What can we as marketers learn from pauses that can turn into beautiful solutions? We all know that the path to achieving our goals is rarely a straight line yet many of us rush forward as if momentum and speed are the only way to achieve our ambitions. Inevitably there are stumbles, sometimes created by tumbling over our own feet. Instead of running as fast as possible (which seems to be a standard that changes the rate of Moore’s Law) take a moment to see the spaces that reveal the opportunities.
Perhaps you work for a brand that was recently acquired by a private equity firm and the growth shot clock is ticking or maybe your direct-to-consumer business isn’t hitting the same numbers it did when everyone was afraid to leave home in 2020. It might be that you simply want to grow faster now more than ever. Regardless, of whether the pressure to run fast is externally or intrinsically motivated, the irony is that the best path to achieving your goal, to solving complex problems, is more likely to reveal itself in a moment of pause when we slow down enough to see the spaces.
Why do fresh ideas or solutions often come to us in the shower, when hiking our favorite trail, cycling over gravel roads, or resting in the savasana yoga pose? It’s because our brain is actually at its best when free from stressors.

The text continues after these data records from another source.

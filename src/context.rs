//! # Request Context
//!
//! [`Context`] is the per-request record threaded through the router, the
//! middleware chain and the handler. The router fills in `path_params` and
//! `matched_route`; handlers and middleware write `resp_status`, `resp_body`
//! and `resp_headers`, which the HTTP layer flushes once the chain returns.
//!
//! A context is created for one request and dropped when its response has been
//! produced. It is never shared between requests.

use std::cell::OnceCell;
use std::collections::HashMap;
use std::fmt;
use std::sync::Arc;

use http::header::{HeaderValue, CONTENT_TYPE, HOST, SET_COOKIE};
use http::{HeaderMap, Request};
use serde::de::DeserializeOwned;
use serde::Serialize;

use crate::ids::RequestId;
use crate::template::{TemplateEngine, TemplateError};

const FORM_CONTENT_TYPE: &str = "application/x-www-form-urlencoded";

/// Failure of a value accessor on [`Context`]
#[derive(Debug, Clone, PartialEq, Eq)]
pub enum ValueError {
    /// The key is absent from the path, query or form
    NotFound(String),
    /// The value exists but could not be coerced to the requested type
    Parse {
        key: String,
        value: String,
        message: String,
    },
    /// The request has no body
    EmptyBody,
    /// The body could not be decoded
    Decode(String),
    /// The value cannot be written as the response
    Encode(String),
    /// The value is not a valid header value
    InvalidHeader(String),
}

impl fmt::Display for ValueError {
    fn fmt(&self, f: &mut fmt::Formatter<'_>) -> fmt::Result {
        match self {
            ValueError::NotFound(key) => write!(f, "key '{}' not found", key),
            ValueError::Parse {
                key,
                value,
                message,
            } => write!(f, "value '{}' for key '{}' is invalid: {}", value, key, message),
            ValueError::EmptyBody => write!(f, "request body is empty"),
            ValueError::Decode(message) => write!(f, "failed to decode request body: {}", message),
            ValueError::Encode(message) => write!(f, "failed to encode response: {}", message),
            ValueError::InvalidHeader(message) => write!(f, "invalid header value: {}", message),
        }
    }
}

impl std::error::Error for ValueError {}

/// A raw string value taken from the path, query or form, with typed coercion
#[derive(Debug, Clone, PartialEq, Eq)]
pub struct StringValue {
    key: String,
    value: String,
}

impl StringValue {
    fn new(key: &str, value: impl Into<String>) -> Self {
        Self {
            key: key.to_string(),
            value: value.into(),
        }
    }

    /// Raw value without coercion
    pub fn as_str(&self) -> &str {
        &self.value
    }

    /// Take the raw value
    pub fn into_string(self) -> String {
        self.value
    }

    /// Parse as a signed integer. Fails with [`ValueError::Parse`] naming the key.
    pub fn as_i64(&self) -> Result<i64, ValueError> {
        self.value.parse().map_err(|e: std::num::ParseIntError| self.parse_error(e))
    }

    /// Parse as an unsigned integer; a leading `-` is a parse error
    pub fn as_u64(&self) -> Result<u64, ValueError> {
        self.value.parse().map_err(|e: std::num::ParseIntError| self.parse_error(e))
    }

    fn parse_error(&self, e: impl fmt::Display) -> ValueError {
        ValueError::Parse {
            key: self.key.clone(),
            value: self.value.clone(),
            message: e.to_string(),
        }
    }
}

/// A `Set-Cookie` value
#[derive(Debug, Clone, Default, PartialEq, Eq)]
pub struct Cookie {
    pub name: String,
    pub value: String,
    pub path: Option<String>,
    pub domain: Option<String>,
    pub max_age: Option<i64>,
    pub secure: bool,
    pub http_only: bool,
}

impl Cookie {
    pub fn new(name: impl Into<String>, value: impl Into<String>) -> Self {
        Self {
            name: name.into(),
            value: value.into(),
            ..Self::default()
        }
    }

    #[must_use]
    pub fn path(mut self, path: impl Into<String>) -> Self {
        self.path = Some(path.into());
        self
    }

    #[must_use]
    pub fn max_age(mut self, seconds: i64) -> Self {
        self.max_age = Some(seconds);
        self
    }

    #[must_use]
    pub fn http_only(mut self) -> Self {
        self.http_only = true;
        self
    }

    #[must_use]
    pub fn secure(mut self) -> Self {
        self.secure = true;
        self
    }
}

impl fmt::Display for Cookie {
    fn fmt(&self, f: &mut fmt::Formatter<'_>) -> fmt::Result {
        write!(f, "{}={}", self.name, self.value)?;
        if let Some(path) = &self.path {
            write!(f, "; Path={}", path)?;
        }
        if let Some(domain) = &self.domain {
            write!(f, "; Domain={}", domain)?;
        }
        if let Some(max_age) = self.max_age {
            write!(f, "; Max-Age={}", max_age)?;
        }
        if self.secure {
            f.write_str("; Secure")?;
        }
        if self.http_only {
            f.write_str("; HttpOnly")?;
        }
        Ok(())
    }
}

type ValueMap = HashMap<String, Vec<String>>;

/// Per-request state shared by router, middleware and handler
pub struct Context {
    /// Unique request ID for tracing and correlation
    pub request_id: RequestId,
    /// The raw inbound request
    pub req: Request<Vec<u8>>,
    /// Path parameters captured by the router
    pub path_params: HashMap<String, String>,
    /// Template of the route that served the request, empty when none matched
    pub matched_route: String,
    pub resp_status: u16,
    pub resp_body: Vec<u8>,
    pub resp_headers: HeaderMap,
    template_engine: Option<Arc<dyn TemplateEngine>>,
    query_cache: OnceCell<ValueMap>,
    form_cache: OnceCell<ValueMap>,
}

/// Context for an empty `GET /` request
impl Default for Context {
    fn default() -> Self {
        Self::new(Request::default())
    }
}

impl fmt::Debug for Context {
    fn fmt(&self, f: &mut fmt::Formatter<'_>) -> fmt::Result {
        f.debug_struct("Context")
            .field("request_id", &self.request_id)
            .field("method", self.req.method())
            .field("uri", self.req.uri())
            .field("path_params", &self.path_params)
            .field("matched_route", &self.matched_route)
            .field("resp_status", &self.resp_status)
            .finish_non_exhaustive()
    }
}

impl Context {
    /// Wrap an inbound request. The request id comes from `x-request-id` when
    /// present, otherwise a new ULID. The response starts as an empty 200.
    pub fn new(req: Request<Vec<u8>>) -> Self {
        let request_id = RequestId::from_header_or_new(
            req.headers()
                .get("x-request-id")
                .and_then(|v| v.to_str().ok()),
        );
        Self {
            request_id,
            req,
            path_params: HashMap::new(),
            matched_route: String::new(),
            resp_status: 200,
            resp_body: Vec::new(),
            resp_headers: HeaderMap::new(),
            template_engine: None,
            query_cache: OnceCell::new(),
            form_cache: OnceCell::new(),
        }
    }

    pub(crate) fn set_template_engine(&mut self, engine: Option<Arc<dyn TemplateEngine>>) {
        self.template_engine = engine;
    }

    /// Host the request was addressed to, from the `Host` header or the URI authority
    pub fn host(&self) -> Option<&str> {
        self.req
            .headers()
            .get(HOST)
            .and_then(|v| v.to_str().ok())
            .or_else(|| self.req.uri().host())
    }

    /// Value of a captured path parameter
    pub fn path_value(&self, key: &str) -> Result<StringValue, ValueError> {
        self.path_params
            .get(key)
            .map(|v| StringValue::new(key, v.as_str()))
            .ok_or_else(|| ValueError::NotFound(key.to_string()))
    }

    /// First value of a query-string parameter
    pub fn query_value(&self, key: &str) -> Result<StringValue, ValueError> {
        let values = self.query_cache.get_or_init(|| {
            self.req
                .uri()
                .query()
                .map(|q| parse_urlencoded(q.as_bytes()))
                .unwrap_or_default()
        });
        first_value(values, key)
    }

    /// First value of a field in an `application/x-www-form-urlencoded` body
    pub fn form_value(&self, key: &str) -> Result<StringValue, ValueError> {
        let values = self.form_cache.get_or_init(|| {
            let is_form = self
                .req
                .headers()
                .get(CONTENT_TYPE)
                .and_then(|v| v.to_str().ok())
                .is_some_and(|ct| ct.starts_with(FORM_CONTENT_TYPE));
            if is_form {
                parse_urlencoded(self.req.body())
            } else {
                ValueMap::new()
            }
        });
        first_value(values, key)
    }

    /// Decode the JSON request body into `T`
    pub fn bind_json<T: DeserializeOwned>(&self) -> Result<T, ValueError> {
        let body = self.req.body();
        if body.is_empty() {
            return Err(ValueError::EmptyBody);
        }
        serde_json::from_slice(body).map_err(|e| ValueError::Decode(e.to_string()))
    }

    /// Append a `Set-Cookie` header to the response
    pub fn set_cookie(&mut self, cookie: &Cookie) -> Result<(), ValueError> {
        let value = HeaderValue::from_str(&cookie.to_string())
            .map_err(|e| ValueError::InvalidHeader(e.to_string()))?;
        self.resp_headers.append(SET_COOKIE, value);
        Ok(())
    }

    /// Serialize `value` as the JSON response body
    pub fn resp_json<T: Serialize>(&mut self, status: u16, value: &T) -> Result<(), ValueError> {
        let body = serde_json::to_vec(value).map_err(|e| ValueError::Encode(e.to_string()))?;
        self.resp_status = status;
        self.resp_body = body;
        self.resp_headers
            .insert(CONTENT_TYPE, HeaderValue::from_static("application/json"));
        Ok(())
    }

    /// Render `name` with the server's template engine into the response body
    pub fn render(&mut self, name: &str, data: &serde_json::Value) -> Result<(), TemplateError> {
        let engine = self
            .template_engine
            .as_ref()
            .ok_or(TemplateError::NotConfigured)?;
        let body = engine.render(name, data)?;
        self.resp_status = 200;
        self.resp_body = body;
        self.resp_headers.insert(
            CONTENT_TYPE,
            HeaderValue::from_static("text/html; charset=utf-8"),
        );
        Ok(())
    }
}

fn parse_urlencoded(input: &[u8]) -> ValueMap {
    let mut map = ValueMap::new();
    for (k, v) in url::form_urlencoded::parse(input) {
        map.entry(k.into_owned()).or_default().push(v.into_owned());
    }
    map
}

fn first_value(values: &ValueMap, key: &str) -> Result<StringValue, ValueError> {
    values
        .get(key)
        .and_then(|v| v.first())
        .map(|v| StringValue::new(key, v.as_str()))
        .ok_or_else(|| ValueError::NotFound(key.to_string()))
}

Perhaps the most important and strategic move you can make in your day, as you solve the marketing challenges of your brand, client, and organization is to be more like Barry Sanders than Usain Bolt. Yes, when the path to the finish line is an unobstructed straight line, working as fast as you can, could lead to a gold medal. However, when the goal is obstructed by inevitable variables, it can be wise to stop, look and listen to see what you have been missing. It’s in that moment that the eloquent solution from your beautiful mind may reveal itself.
Much like Ferris said, “life moves pretty fast, if you don’t stop and look around once in a while, you could miss it.”